Carey is right, there are properties inherent to meteorites that cannot be replicated on Earth - such as the formation of chondrules. Sure, a sophisticated 3D printer might be able to make a convincing model of a chondrule that is visually indistinguishable from the real thing. But, there are a battery of tests that can determine if a sample is indeed a meteorite.

For one thing, chondrules formed over a period of millions of years as a result of condensation from the solar nebula, thus they contain trace elements and isotopes that are not present on Earth. Also, we can test for cosmic-ray exposure times, the rate of radioactive aluminum isotope decay, oxygen isotope measurements, electron microprobe (for elemental composition data), etc. Simpler tests include thin-sectioning for petrographic analysis and scanning electron microscope.

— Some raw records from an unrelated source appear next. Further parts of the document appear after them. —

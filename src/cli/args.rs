//! CLI argument parsing and configuration.

use std::path::PathBuf;
use std::time::Duration;

use clap::Parser;

use crate::client::{ClientConfig, DEFAULT_BASE_URL};
use crate::course::extract_course_id;
use crate::error::Result;

pub const VERSION: &str = env!("CARGO_PKG_VERSION");

/// Terminal score panel for a course on the course-management site
#[derive(Debug, Parser)]
#[command(name = "score-tui", version, about)]
pub struct Args {
    /// Course page URL or path, e.g. https://courses.zju.edu.cn/course/12345/content
    #[arg(env = "SCORE_TUI_LOCATION")]
    pub location: String,

    /// Site root the feed paths are appended to
    #[arg(long, env = "SCORE_TUI_BASE_URL", default_value = DEFAULT_BASE_URL)]
    pub base_url: String,

    /// Cookie header of a logged-in browser session
    #[arg(long, env = "SCORE_TUI_COOKIE", hide_env_values = true)]
    pub cookie: Option<String>,

    /// Seconds between scheduled refreshes
    #[arg(long, env = "SCORE_TUI_INTERVAL_SECS", default_value_t = 300,
          value_parser = clap::value_parser!(u64).range(1..))]
    pub interval_secs: u64,

    /// Per-request timeout in seconds
    #[arg(long, env = "SCORE_TUI_TIMEOUT_SECS", default_value_t = 10,
          value_parser = clap::value_parser!(u64).range(1..))]
    pub timeout_secs: u64,

    /// Where to write logs (the terminal belongs to the panel)
    #[arg(long, env = "SCORE_TUI_LOG_FILE")]
    pub log_file: Option<PathBuf>,
}

/// Validated runtime configuration
#[derive(Debug, Clone)]
pub struct CliConfig {
    pub course_id: u64,
    pub client: ClientConfig,
    pub refresh_interval: Duration,
    pub log_file: Option<PathBuf>,
}

impl Args {
    /// Resolve the course id and assemble the runtime configuration
    pub fn into_config(self) -> Result<CliConfig> {
        let course_id = extract_course_id(&self.location)?;

        Ok(CliConfig {
            course_id,
            client: ClientConfig {
                base_url: self.base_url,
                course_id,
                cookie: self.cookie.filter(|c| !c.trim().is_empty()),
                timeout: Duration::from_secs(self.timeout_secs),
            },
            refresh_interval: Duration::from_secs(self.interval_secs),
            log_file: self.log_file,
        })
    }
}

/// Parse CLI arguments
pub fn parse_args() -> Args {
    Args::parse()
}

I don't forsee a 3D printer being able to fool all of those tests without being detected.

It is much easier to buy a common recent fall, like Chergach or Bassikounou, and then misrepresent that meteorite as another of great value. For example, a seller on eBay was recently caught trying to pass off a specimen of Oum Dreyga for the new Russian Chebarkul-Chelyabinsk meteorite. Eagle-eyed members of the meteorite community caught the scam and exposed it. But this is a very real problem and has happened more than once in the meteorite world.

The average collector cannot analyze a specimen in a lab, so if a forgery can fool the casual eye, then it is likely to succeed in deceiving the buyer. And to many eager or inexperienced buyers, any fresh chondrite stone looks like any other fresh chondrite stone. And they might be surprised to discover later that their prized Chebarkul meteorite is actually a less-remarkable Chergach imposter.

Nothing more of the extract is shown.